In “How to Do Great Design Work,” I was intrigued that he said you only need to produce three pieces of work a year to “become famous.” I would certainly hope artists produce many more pieces than that, for practice’s sake. His advice sounds a bit obvious but hey, he’s a professional, he knows what he’s talking about.
In “Information Design and the Placebo Effect,” Bierut did a good job at making me think about something so arbitrary as an elevator button or crosswalk signal as a cultural icon. He’s right though – we spend each day following signs and listening to instructions, but do we actually NEED half of them? It’s almost like we’ve become a herd of sheep, listening to what rewards or motivates us but not always knowing why. Maybe next time I step into an elevator, I won’t press the close button and see what happens. Livin’ life on the edge, for sure.

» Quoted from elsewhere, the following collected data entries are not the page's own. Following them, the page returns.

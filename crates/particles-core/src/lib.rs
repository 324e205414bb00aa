//! Simulation core for the hand-gesture particle swarm.
//!
//! Front-ends feed a [`HandFrame`] and the frame delta into
//! [`Simulation::update`] once per display refresh, then upload
//! [`ParticleSet::positions_flat`] and [`ParticleSet::colors_flat`] when the
//! set reports itself dirty. Nothing in this crate touches a window, a GPU or
//! a camera.

pub mod config;
pub mod constants;
pub mod error;
pub mod hand;
pub mod landmarks;
pub mod mode;
pub mod particles;
pub mod shapes;
pub mod simulation;
pub mod snapshot;
pub mod viewport;

pub use config::*;
pub use error::ConfigError;
pub use hand::{HandFrame, HandState, MAX_HANDS};
pub use mode::{GestureAction, GestureBindings, GestureConfig, GestureDebouncer, Mode, ModeState};
pub use particles::ParticleSet;
pub use shapes::{ShapeParams, ShapeSpec, ShapeTarget};
pub use simulation::Simulation;
pub use snapshot::HandSnapshot;
pub use viewport::Viewport;
// Host-side tests for hand input: frames, landmark derivation and the
// cross-thread snapshot.

use std::sync::Arc;
use std::thread;

use particles_core::landmarks::{
    hand_frame_from_landmarks, HandLandmarks, Landmark, TrackerConfig, INDEX_PIP, INDEX_TIP,
    LANDMARK_COUNT, MIDDLE_PIP, MIDDLE_TIP, PINKY_MCP, PINKY_PIP, PINKY_TIP, RING_PIP, RING_TIP,
    THUMB_IP, THUMB_TIP, WRIST,
};
use particles_core::{HandFrame, HandSnapshot, HandState, Viewport, MAX_HANDS};

fn hand(gesture: Option<u8>, pinching: bool) -> HandState {
    HandState::new(0.0, 0.0, pinching, gesture)
}

/// Upright hand in image space (y down): wrist at the bottom, long fingers
/// pointing up. `fingers_open` extends the four long fingers, `thumb_open`
/// the thumb.
fn make_landmarks(fingers_open: bool, thumb_open: bool, confidence: f32) -> HandLandmarks {
    let mut points = [Landmark::default(); LANDMARK_COUNT];
    points[WRIST] = Landmark::new(0.5, 0.9, 0.0);
    points[PINKY_MCP] = Landmark::new(0.6, 0.7, 0.0);

    let tip_y = if fingers_open { 0.4 } else { 0.75 };
    for (i, (tip, pip)) in [
        (INDEX_TIP, INDEX_PIP),
        (MIDDLE_TIP, MIDDLE_PIP),
        (RING_TIP, RING_PIP),
        (PINKY_TIP, PINKY_PIP),
    ]
    .into_iter()
    .enumerate()
    {
        let x = 0.4 + i as f32 * 0.05;
        points[pip] = Landmark::new(x, 0.6, 0.0);
        points[tip] = Landmark::new(x, tip_y, 0.0);
    }

    if thumb_open {
        points[THUMB_IP] = Landmark::new(0.35, 0.7, 0.0);
        points[THUMB_TIP] = Landmark::new(0.25, 0.65, 0.0);
    } else {
        points[THUMB_IP] = Landmark::new(0.4, 0.72, 0.0);
        points[THUMB_TIP] = Landmark::new(0.5, 0.7, 0.0);
    }
    HandLandmarks { points, confidence }
}

#[test]
fn dominant_gesture_is_the_highest_count() {
    let frame = HandFrame::from_hands([hand(Some(1), false), hand(Some(3), false)]);
    assert_eq!(frame.dominant_gesture(), Some(3));

    let frame = HandFrame::from_hands([hand(None, false), hand(Some(2), false)]);
    assert_eq!(frame.dominant_gesture(), Some(2));

    let frame = HandFrame::from_hands([hand(None, false)]);
    assert_eq!(frame.dominant_gesture(), None);
    assert_eq!(HandFrame::empty().dominant_gesture(), None);
}

#[test]
fn frames_hold_at_most_two_hands() {
    let frame = HandFrame::from_hands((0..5).map(|i| hand(Some(i), false)));
    assert_eq!(frame.len(), MAX_HANDS);
    assert_eq!(frame.hands()[1].gesture, Some(1));
}

#[test]
fn dual_pinch_needs_both_hands_pinching() {
    assert!(HandFrame::from_hands([hand(None, true), hand(None, true)]).is_dual_pinch());
    assert!(!HandFrame::from_hands([hand(None, true), hand(None, false)]).is_dual_pinch());
    assert!(!HandFrame::from_hands([hand(None, true)]).is_dual_pinch());
    assert!(HandFrame::from_hands([hand(None, false), hand(None, true)]).any_pinching());
    assert!(!HandFrame::empty().any_pinching());
}

#[test]
fn hand_maps_onto_visible_plane() {
    let vp = Viewport::default();
    let corner = HandState::new(1.0, -1.0, false, None).to_scene(&vp);
    assert!((corner.x - vp.half_width()).abs() < 1e-5);
    assert!((corner.y + vp.half_height()).abs() < 1e-5);
    assert_eq!(corner.z, 0.0);
    // 60° fov at distance 8
    assert!((vp.half_height() - 8.0 * (30f32).to_radians().tan()).abs() < 1e-5);
}

#[test]
fn counts_extended_fingers() {
    assert_eq!(make_landmarks(true, true, 1.0).extended_fingers(), 5);
    assert_eq!(make_landmarks(true, false, 1.0).extended_fingers(), 4);
    assert_eq!(make_landmarks(false, true, 1.0).extended_fingers(), 1);
    assert_eq!(make_landmarks(false, false, 1.0).extended_fingers(), 0);
}

#[test]
fn pinch_is_thumb_to_index_distance() {
    let cfg = TrackerConfig::default();
    let mut lm = make_landmarks(true, true, 1.0);
    assert!(!lm.is_pinching(&cfg));
    lm.points[THUMB_TIP] = Landmark::new(0.42, 0.42, 0.0);
    assert!(lm.is_pinching(&cfg));
}

#[test]
fn fingertip_is_mirrored_and_normalised() {
    let lm = make_landmarks(true, true, 1.0);
    let mirrored = lm.to_hand_state(&TrackerConfig::default());
    // index tip sits at (0.4, 0.4) in image space
    assert!((mirrored.x - 0.2).abs() < 1e-6);
    assert!((mirrored.y - 0.2).abs() < 1e-6);
    assert_eq!(mirrored.gesture, Some(5));

    let plain = lm.to_hand_state(&TrackerConfig {
        mirror_x: false,
        ..TrackerConfig::default()
    });
    assert!((plain.x + 0.2).abs() < 1e-6);
}

#[test]
fn low_confidence_hides_gesture_but_keeps_position() {
    let lm = make_landmarks(false, false, 0.2);
    let state = lm.to_hand_state(&TrackerConfig::default());
    assert_eq!(state.gesture, None);
    assert!(state.x != 0.0);

    let frame = hand_frame_from_landmarks(
        &[lm, make_landmarks(true, true, 0.9), lm],
        &TrackerConfig::default(),
    );
    assert_eq!(frame.len(), 2);
    assert_eq!(frame.dominant_gesture(), Some(5));
}

#[test]
fn snapshot_starts_empty() {
    let snap = HandSnapshot::new();
    assert!(snap.latest().is_empty());
}

#[test]
fn snapshot_readers_see_whole_frames() {
    let snap = HandSnapshot::new();
    let writer = {
        let snap = snap.clone();
        thread::spawn(move || {
            for i in 1..=500 {
                let v = i as f32 / 500.0;
                snap.publish(HandFrame::from_hands([
                    HandState::new(v, v, false, None),
                    HandState::new(-v, -v, true, None),
                ]));
            }
        })
    };

    for _ in 0..500 {
        let frame = snap.latest();
        if let [a, b] = frame.hands() {
            assert_eq!(a.x, a.y);
            assert_eq!(b.x, -a.x);
        } else {
            assert!(frame.is_empty());
        }
    }
    writer.join().expect("writer thread");

    let last = snap.latest();
    assert_eq!(last.hands()[0].x, 1.0);
    // readers hold their own reference; a newer publish does not touch it
    snap.publish(HandFrame::empty());
    assert_eq!(last.len(), 2);
    assert_eq!(Arc::strong_count(&last), 1);
}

In “ITC Garamond,” Bierut makes the Garamond font sound like a deadly disease you would never want to catch. I never actually thought someone could write that much on their hatred of a font, or a font in general for that matter. But I think that’s Bierut’s appeal. As a both a writer and a designer, he is able to articulate what he sees by transcribing it to text. I’m definitely going to be doing some reading of my own learning more about his work.